Inherent in this work is a connection with the audience designed to activate a dialog between them and the work. It is combination of building an imaginary landscape that is also disrupting the illusion of a utopian space. The work does possess a form of activism in its construct by inviting participation, either physically or conceptually, in completing the narrative. The role of the public sphere is all about participatory engagement. Art in a broad sense functions as a reflection of the culture, it becomes an extension of the studio, a new space the audience occupies, both familiar and unfamiliar. As exploration of the subject evolves specific media or processes reveal themselves as integral parts of the work itself. By addressing the relationship between the external environment and the internal self, the work struggles with dichotomies in each. The environment in our current culture is a struggle between electronic stimulus (made tools) and nature (untamed) both are living systems that react to/through man in unique and predictable ways. The process for developing works come directly from the embodied experience in contemporary culture. The content flows from one piece to the next using metaphorical imagery and objects that stand in for the body. The unifying connective tissue is the meaning that is bridged between the physicality of the materials that are inherent in the subject matter and the ephemeral signal that is the consciousness.

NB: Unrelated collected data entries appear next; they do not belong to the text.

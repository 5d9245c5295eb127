//! Per-field resolution policy and the pure decision step

use crate::{Error, Result};

/// What the store holds for one secret field.
#[derive(Debug, Clone, PartialEq, Eq)]
pub enum FieldLookup {
    /// The secret itself does not exist
    SecretMissing,
    /// The secret exists but the field is absent or empty
    FieldMissing,
    /// The stored, non-empty value
    Present(String),
}

/// Whether an absent field is an error or gets a default.
#[derive(Debug, Clone, PartialEq, Eq)]
pub enum Requirement {
    /// Must already exist in the store
    Required,
    /// Falls back to (and persists) the given value
    DefaultTo(String),
}

/// Where a field lives and what happens when it is absent.
#[derive(Debug, Clone, PartialEq, Eq)]
pub struct FieldPolicy {
    pub secret: String,
    pub field: String,
    pub requirement: Requirement,
}

impl FieldPolicy {
    pub fn required(secret: impl Into<String>, field: impl Into<String>) -> Self {
        Self {
            secret: secret.into(),
            field: field.into(),
            requirement: Requirement::Required,
        }
    }

    pub fn defaultable(
        secret: impl Into<String>,
        field: impl Into<String>,
        default: impl Into<String>,
    ) -> Self {
        Self {
            secret: secret.into(),
            field: field.into(),
            requirement: Requirement::DefaultTo(default.into()),
        }
    }
}

/// Outcome of [`decide`].
#[derive(Debug, Clone, PartialEq, Eq)]
pub enum Resolution {
    /// Value already in the store
    Stored(String),
    /// Fallback value that still has to be persisted
    Generated(String),
}

impl Resolution {
    pub fn value(&self) -> &str {
        match self {
            Resolution::Stored(v) | Resolution::Generated(v) => v,
        }
    }

    pub fn into_value(self) -> String {
        match self {
            Resolution::Stored(v) | Resolution::Generated(v) => v,
        }
    }

    /// True when applying this resolution writes to the secret store.
    pub fn requires_write(&self) -> bool {
        matches!(self, Resolution::Generated(_))
    }
}

/// Decide a field's value from the store contents and its policy.
///
/// Pure: performs no I/O and never mutates the store.
pub fn decide(lookup: FieldLookup, policy: &FieldPolicy) -> Result<Resolution> {
    match (lookup, &policy.requirement) {
        (FieldLookup::Present(value), _) => Ok(Resolution::Stored(value)),
        (_, Requirement::DefaultTo(default)) => Ok(Resolution::Generated(default.clone())),
        (FieldLookup::SecretMissing, Requirement::Required) => Err(Error::SecretNotFound {
            secret: policy.secret.clone(),
        }),
        (FieldLookup::FieldMissing, Requirement::Required) => Err(Error::FieldNotFound {
            secret: policy.secret.clone(),
            field: policy.field.clone(),
        }),
    }
}
//! APIcast options resolver

use amp_spec::ApiManager;

use crate::component::apicast::{
    APICAST_COMPONENT, APICAST_PRODUCTION_COMPONENT, APICAST_STAGING_COMPONENT, ApicastOptions,
    default_production_resource_requirements, default_staging_resource_requirements,
};
use crate::images::{AmpImagesOptionsProvider, ImageReference};
use crate::labels::{self, ComponentType};
use crate::product::THREESCALE_RELEASE;
use crate::provider::{OptionsProvider, resolve_resource_requirements};
use crate::validation::Validate;
use crate::{Result, ResultExt};

const STAGING_ELEMENT: &str = "staging";
const PRODUCTION_ELEMENT: &str = "production";

/// Resolves [`ApicastOptions`] for one namespace. Reads no secrets.
pub struct ApicastOptionsProvider<'a> {
    apimanager: &'a ApiManager,
    namespace: String,
}

impl<'a> ApicastOptionsProvider<'a> {
    pub fn new(apimanager: &'a ApiManager, namespace: impl Into<String>) -> Self {
        Self {
            apimanager,
            namespace: namespace.into(),
        }
    }

    pub fn get_apicast_options(&self) -> Result<ApicastOptions> {
        tracing::debug!(namespace = %self.namespace, "Resolving apicast options");
        let apicast = &self.apimanager.spec.apicast;

        let mut options = ApicastOptions {
            image_tag: THREESCALE_RELEASE.to_string(),
            management_api: apicast.management_api.clone(),
            openssl_verify: apicast.openssl_verify.to_string(),
            response_codes: apicast.response_codes.to_string(),
            ..Default::default()
        };

        self.set_resource_requirements_options(&mut options);

        options.staging_affinity = apicast.staging_spec.affinity.clone();
        options.staging_tolerations = apicast.staging_spec.tolerations.clone();
        options.production_affinity = apicast.production_spec.affinity.clone();
        options.production_tolerations = apicast.production_spec.tolerations.clone();

        options.staging_replicas = apicast.staging_spec.replicas;
        options.production_replicas = apicast.production_spec.replicas;

        let image = AmpImagesOptionsProvider::new(self.apimanager)
            .get_apicast_image()
            .context("reading apicast image options")?;
        self.set_labels(&mut options, &image);

        options.apicast_metrics = true;
        options.namespace = self.namespace.clone();

        options.validate().context("validating apicast options")?;
        Ok(options)
    }

    fn set_resource_requirements_options(&self, options: &mut ApicastOptions) {
        let spec = &self.apimanager.spec;
        options.staging_resource_requirements = resolve_resource_requirements(
            spec.resource_requirements_enabled,
            default_staging_resource_requirements,
            spec.apicast.staging_spec.resources.as_ref(),
        );
        options.production_resource_requirements = resolve_resource_requirements(
            spec.resource_requirements_enabled,
            default_production_resource_requirements,
            spec.apicast.production_spec.resources.as_ref(),
        );
    }

    fn set_labels(&self, options: &mut ApicastOptions, image: &ImageReference) {
        let common = labels::common_labels(&self.apimanager.spec.app_label, APICAST_COMPONENT);
        let staging = labels::tier_labels(&common, STAGING_ELEMENT);
        let production = labels::tier_labels(&common, PRODUCTION_ELEMENT);
        let version = image.version();

        options.staging_pod_template_labels = labels::pod_template_labels(
            APICAST_STAGING_COMPONENT,
            version,
            ComponentType::Application,
            &staging,
        );
        options.production_pod_template_labels = labels::pod_template_labels(
            APICAST_PRODUCTION_COMPONENT,
            version,
            ComponentType::Application,
            &production,
        );

        options.common_staging_labels = staging;
        options.common_production_labels = production;
        options.common_labels = common;
    }
}

impl OptionsProvider for ApicastOptionsProvider<'_> {
    type Options = ApicastOptions;

    fn component(&self) -> &'static str {
        APICAST_COMPONENT
    }

    fn get_options(&self) -> Result<ApicastOptions> {
        self.get_apicast_options()
    }
}
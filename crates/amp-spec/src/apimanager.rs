//! The `ApiManager` desired-state document
//!
//! Field names follow the camelCase wire format users author. Defaults are
//! applied at deserialization time so that every value a resolver treats as
//! non-nullable (replicas, app label, toggles) is already populated.

use serde::{Deserialize, Serialize};

use crate::k8s::{Affinity, LocalObjectReference, ObjectMeta, ResourceRequirements, Toleration};

/// Value of the `app` label when the spec does not set one.
pub const DEFAULT_APP_LABEL: &str = "3scale-api-management";

fn default_app_label() -> String {
    DEFAULT_APP_LABEL.to_string()
}

fn default_true() -> bool {
    true
}

fn default_replicas() -> i32 {
    1
}

fn default_management_api() -> String {
    "status".to_string()
}

/// Top-level desired-state document.
#[derive(Debug, Clone, PartialEq, Default, Serialize, Deserialize)]
pub struct ApiManager {
    #[serde(default)]
    pub metadata: ObjectMeta,
    #[serde(default)]
    pub spec: ApiManagerSpec,
}

impl ApiManager {
    /// Create a spec document with all defaults for `name` in `namespace`.
    pub fn new(name: impl Into<String>, namespace: impl Into<String>) -> Self {
        Self {
            metadata: ObjectMeta {
                name: name.into(),
                namespace: Some(namespace.into()),
            },
            spec: ApiManagerSpec::default(),
        }
    }

    /// Namespace declared in the document metadata, if any.
    pub fn namespace(&self) -> Option<&str> {
        self.metadata.namespace.as_deref()
    }

    /// Whether the zync database is managed outside the operator.
    ///
    /// When set, database credentials must already exist in the secret store.
    pub fn is_zync_external_database_enabled(&self) -> bool {
        self.spec.external_components.zync.database
    }
}

/// Whole-application spec.
#[derive(Debug, Clone, PartialEq, Serialize, Deserialize)]
#[serde(rename_all = "camelCase")]
pub struct ApiManagerSpec {
    /// Value of the `app` label on every generated object
    #[serde(default = "default_app_label")]
    pub app_label: String,

    /// Global toggle for computed default resource requirements
    #[serde(default = "default_true")]
    pub resource_requirements_enabled: bool,

    /// Image pull secrets; `None` selects the computed default set
    #[serde(default, skip_serializing_if = "Option::is_none")]
    pub image_pull_secrets: Option<Vec<LocalObjectReference>>,

    #[serde(default)]
    pub apicast: ApicastSpec,

    #[serde(default)]
    pub zync: ZyncSpec,

    #[serde(default)]
    pub external_components: ExternalComponentsSpec,
}

impl Default for ApiManagerSpec {
    fn default() -> Self {
        Self {
            app_label: default_app_label(),
            resource_requirements_enabled: true,
            image_pull_secrets: None,
            apicast: ApicastSpec::default(),
            zync: ZyncSpec::default(),
            external_components: ExternalComponentsSpec::default(),
        }
    }
}

/// Per-deployment overrides shared by every tier.
#[derive(Debug, Clone, PartialEq, Serialize, Deserialize)]
#[serde(rename_all = "camelCase")]
pub struct DeploymentSpec {
    #[serde(default = "default_replicas")]
    pub replicas: i32,

    /// Explicit resource requirements; wins over the global toggle
    #[serde(default, skip_serializing_if = "Option::is_none")]
    pub resources: Option<ResourceRequirements>,

    #[serde(default, skip_serializing_if = "Option::is_none")]
    pub affinity: Option<Affinity>,

    #[serde(default, skip_serializing_if = "Vec::is_empty")]
    pub tolerations: Vec<Toleration>,
}

impl Default for DeploymentSpec {
    fn default() -> Self {
        Self {
            replicas: default_replicas(),
            resources: None,
            affinity: None,
            tolerations: Vec::new(),
        }
    }
}

/// Zync: application tier, que worker and database.
#[derive(Debug, Clone, PartialEq, Default, Serialize, Deserialize)]
#[serde(rename_all = "camelCase")]
pub struct ZyncSpec {
    #[serde(default, skip_serializing_if = "Option::is_none")]
    pub image: Option<String>,

    #[serde(
        default,
        rename = "postgreSQLImage",
        skip_serializing_if = "Option::is_none"
    )]
    pub postgresql_image: Option<String>,

    #[serde(default)]
    pub app_spec: DeploymentSpec,

    #[serde(default)]
    pub que_spec: DeploymentSpec,

    #[serde(default, skip_serializing_if = "Option::is_none")]
    pub database_resources: Option<ResourceRequirements>,

    #[serde(default, skip_serializing_if = "Option::is_none")]
    pub database_affinity: Option<Affinity>,

    #[serde(default, skip_serializing_if = "Vec::is_empty")]
    pub database_tolerations: Vec<Toleration>,
}

/// APIcast gateway: staging and production deployments.
#[derive(Debug, Clone, PartialEq, Serialize, Deserialize)]
#[serde(rename_all = "camelCase")]
pub struct ApicastSpec {
    #[serde(default, skip_serializing_if = "Option::is_none")]
    pub image: Option<String>,

    /// Scope of the management API (`disabled`, `status`, `policies`, `debug`)
    #[serde(default = "default_management_api", rename = "managementAPI")]
    pub management_api: String,

    #[serde(default, rename = "openSSLVerify")]
    pub openssl_verify: bool,

    #[serde(default = "default_true")]
    pub response_codes: bool,

    #[serde(default)]
    pub staging_spec: DeploymentSpec,

    #[serde(default)]
    pub production_spec: DeploymentSpec,
}

impl Default for ApicastSpec {
    fn default() -> Self {
        Self {
            image: None,
            management_api: default_management_api(),
            openssl_verify: false,
            response_codes: true,
            staging_spec: DeploymentSpec::default(),
            production_spec: DeploymentSpec::default(),
        }
    }
}

/// Components whose backing services are managed outside the operator.
#[derive(Debug, Clone, PartialEq, Default, Serialize, Deserialize)]
pub struct ExternalComponentsSpec {
    #[serde(default)]
    pub zync: ExternalZyncSpec,
}

#[derive(Debug, Clone, PartialEq, Default, Serialize, Deserialize)]
pub struct ExternalZyncSpec {
    /// Use an externally managed zync database
    #[serde(default)]
    pub database: bool,
}
//! Default value generators shared by every subsystem

use amp_spec::LocalObjectReference;
use rand::Rng;
use rand::distributions::Alphanumeric;

/// Length of generated credentials, keys and tokens.
pub const GENERATED_SECRET_LENGTH: usize = 16;

/// Name of the pull secret used when the spec declares none.
pub const DEFAULT_IMAGE_PULL_SECRET: &str = "threescale-registry-auth";

/// Fresh random alphanumeric string from the thread-local CSPRNG.
pub fn random_string(length: usize) -> String {
    rand::thread_rng()
        .sample_iter(&Alphanumeric)
        .take(length)
        .map(char::from)
        .collect()
}

/// Image pull secrets used when the spec declares none.
pub fn default_image_pull_secrets() -> Vec<LocalObjectReference> {
    vec![LocalObjectReference::new(DEFAULT_IMAGE_PULL_SECRET)]
}

#[cfg(test)]
mod tests {
    use super::*;

    #[test]
    fn test_random_string_shape() {
        let value = random_string(GENERATED_SECRET_LENGTH);
        assert_eq!(value.len(), GENERATED_SECRET_LENGTH);
        assert!(value.chars().all(|c| c.is_ascii_alphanumeric()));
    }

    #[test]
    fn test_random_string_is_not_fixed() {
        assert_ne!(
            random_string(GENERATED_SECRET_LENGTH),
            random_string(GENERATED_SECRET_LENGTH)
        );
    }

    #[test]
    fn test_default_image_pull_secrets() {
        assert_eq!(
            default_image_pull_secrets(),
            vec![LocalObjectReference::new("threescale-registry-auth")]
        );
    }
}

i Jones, W.T. Kant and the Nineteenth Century; (San Diego: Harcourt Brace Jovanovich, 1952), 192.

ii Laland, K.N. “Does Evolutionary Theory Need a Rethink?: Yes, Urgently.” Nature 514 (7521): 162.

iii Foucault, Michel. “Of Other Spaces,” Diacritics 16, no. 1 (Spring 1987): 24.

iv Foucault, Michel. The Order of Things: Archaeology of the Human Sciences (London and New York: Routledge, 2002), 19-20.

v Foucault, Michel. “Of Other Spaces,” Diacritics 16, no. 1 (Spring 1987): 24.

vi Ibid

vii Kac, Eduardo. “Telepresence Art,” Teleskulptur (Graz, Austria: Kulturdata, 1993), 49.

viii Baudrillard, Jean. Simulacra and Simulation (Ann Arbor: The University of Michigan Press, 1994), 3.